Präsident Roh Moo-hyun hat zu einer strikten Trennung zwischen der nordkoreanischen Nuklearproblematik und dem kommunistischen Staatssystem gemahnt.
Bei einem Treffen mit ethnischen Koreanern in Paris sagte Roh, Nordkorea sei beängstigt, weil die USA und einige westliche Länder der Überzeugung seien, dass das nordkoreanische Staatssystem schließlich zusammenbrechen solle.
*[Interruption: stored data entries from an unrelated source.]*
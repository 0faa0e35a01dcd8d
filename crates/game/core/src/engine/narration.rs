//! Battle log lines for resolved actions.

use crate::combat::Hit;
use crate::state::{Boss, MatchResult, MatchState, UnitId};

use super::ActionEffect;

const DARK_WAVE: &str = "Dark Wave";

pub(super) const ENRAGE: &str = "Dark Bubble enters its second phase! Attack increased!";

fn label(state: &MatchState, id: UnitId) -> String {
    if id.is_boss() {
        return Boss::NAME.to_owned();
    }
    state
        .unit(id)
        .map_or_else(|| id.to_string(), |unit| unit.label())
}

fn special_name(state: &MatchState, actor: UnitId) -> &'static str {
    if actor.is_boss() {
        return DARK_WAVE;
    }
    state.unit(actor).map_or("special", |unit| unit.kind().special_name())
}

fn defeat_line(state: &MatchState, hit: &Hit, indent: &str) -> Option<String> {
    hit.defeated
        .then(|| format!("{indent}{} is defeated!", label(state, hit.target)))
}

/// Lines describing one resolved action, in log order.
pub(super) fn action_lines(state: &MatchState, actor: UnitId, effect: &ActionEffect) -> Vec<String> {
    let name = label(state, actor);
    let mut lines = Vec::new();

    match effect {
        ActionEffect::Attack(hit) => {
            lines.push(format!(
                "{name} attacks {} for {} damage!",
                label(state, hit.target),
                hit.raw
            ));
            lines.extend(defeat_line(state, hit, "  "));
        }
        ActionEffect::RageBurst(hits) | ActionEffect::DarkWave(hits) => {
            let on_boss = hits.len() == 1 && hits[0].target.is_boss();
            let special = special_name(state, actor);
            if on_boss {
                lines.push(format!("{name} uses {special} on the boss!"));
            } else {
                lines.push(format!("{name} uses {special}!"));
            }
            for hit in hits {
                lines.push(format!(
                    "  -> {} takes {} damage",
                    label(state, hit.target),
                    hit.raw
                ));
                lines.extend(defeat_line(state, hit, "    "));
            }
        }
        ActionEffect::EmpathyShield { shielded } => {
            lines.push(format!("{name} uses {}!", special_name(state, actor)));
            lines.push(format!("  -> Shield raised for {} allies!", shielded.len()));
        }
        ActionEffect::LightningDash(strike) => {
            let special = special_name(state, actor);
            if strike.target().is_boss() {
                lines.push(format!("{name} uses {special} on the boss!"));
            } else {
                lines.push(format!("{name} uses {special}!"));
            }
            lines.push(format!(
                "  -> {} takes {} damage!",
                label(state, strike.target()),
                strike.raw_total()
            ));
            if strike.defeated() {
                lines.push(format!("    {} is defeated!", label(state, strike.target())));
            }
        }
    }

    lines
}

pub(super) fn result_line(result: MatchResult) -> &'static str {
    match result {
        MatchResult::Victory => "Victory! The Dark Bubble is defeated!",
        MatchResult::Defeat => "Defeat! All your bubbles have fallen...",
    }
}

#[cfg(test)]
mod tests {
    use super::*;
    use crate::combat::DoubleStrike;

    fn hit(target: u32, raw: u32, defeated: bool) -> Hit {
        Hit {
            target: UnitId(target),
            raw,
            effective: raw,
            defeated,
        }
    }

    #[test]
    fn attack_line_names_both_sides() {
        let state = MatchState::default();
        let lines = action_lines(&state, UnitId(1), &ActionEffect::Attack(hit(12, 45, false)));
        assert_eq!(lines, vec!["Red attacks Enemy Yellow for 45 damage!"]);
    }

    #[test]
    fn rage_burst_lists_each_target_and_defeats() {
        let state = MatchState::default();
        let effect = ActionEffect::RageBurst(vec![hit(10, 24, false), hit(12, 36, true)]);
        let lines = action_lines(&state, UnitId(1), &effect);
        assert_eq!(
            lines,
            vec![
                "Red uses Rage Burst!",
                "  -> Enemy Red takes 24 damage",
                "  -> Enemy Yellow takes 36 damage",
                "    Enemy Yellow is defeated!",
            ]
        );
    }

    #[test]
    fn boss_variants_mention_the_boss() {
        let state = MatchState::default();
        let strike = DoubleStrike {
            first: hit(999, 27, false),
            second: Some(hit(999, 27, false)),
        };
        let lines = action_lines(&state, UnitId(3), &ActionEffect::LightningDash(strike));
        assert_eq!(
            lines,
            vec![
                "Yellow uses Lightning Dash on the boss!",
                "  -> Dark Bubble takes 54 damage!",
            ]
        );

        let wave = ActionEffect::DarkWave(vec![hit(1, 24, false), hit(2, 24, false)]);
        let lines = action_lines(&state, UnitId::BOSS, &wave);
        assert_eq!(lines[0], "Dark Bubble uses Dark Wave!");
        assert_eq!(lines.len(), 3);
    }

    #[test]
    fn shield_line_counts_other_allies() {
        let state = MatchState::default();
        let effect = ActionEffect::EmpathyShield {
            shielded: vec![UnitId(10), UnitId(12)],
        };
        let lines = action_lines(&state, UnitId(11), &effect);
        assert_eq!(
            lines,
            vec!["Enemy Blue uses Empathy Shield!", "  -> Shield raised for 2 allies!"]
        );
    }
}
Solange diese Länder im Zusammenhang mit einer Lösung des Nuklearstreits an einen Zusammenbruch des dortigen Staatssystems dächten, kämen die Bemühungen um eine Streitlösung nicht voran. China und Südkorea wünschten sich keinen Kollaps ihres Nachbarn. Die USA und einige weitere Länder wünschten sich jedoch einen Machtwechsel im Norden. Daher seien Meinungsverschiedenheiten zwischen diesen Ländern die selbstverständliche Folge, sagte Roh.
Diese Meinungsverschiedenheiten abzubauen, sei nun die wichtigste Aufgabe. In diesem Prozess sollte Südkorea das höchste Stimmrecht haben, betonte Roh. Südkorea wolle keine Option akzeptieren, die dem Frieden auf der Halbinsel schade, so der südkoreanische Staatspräsident.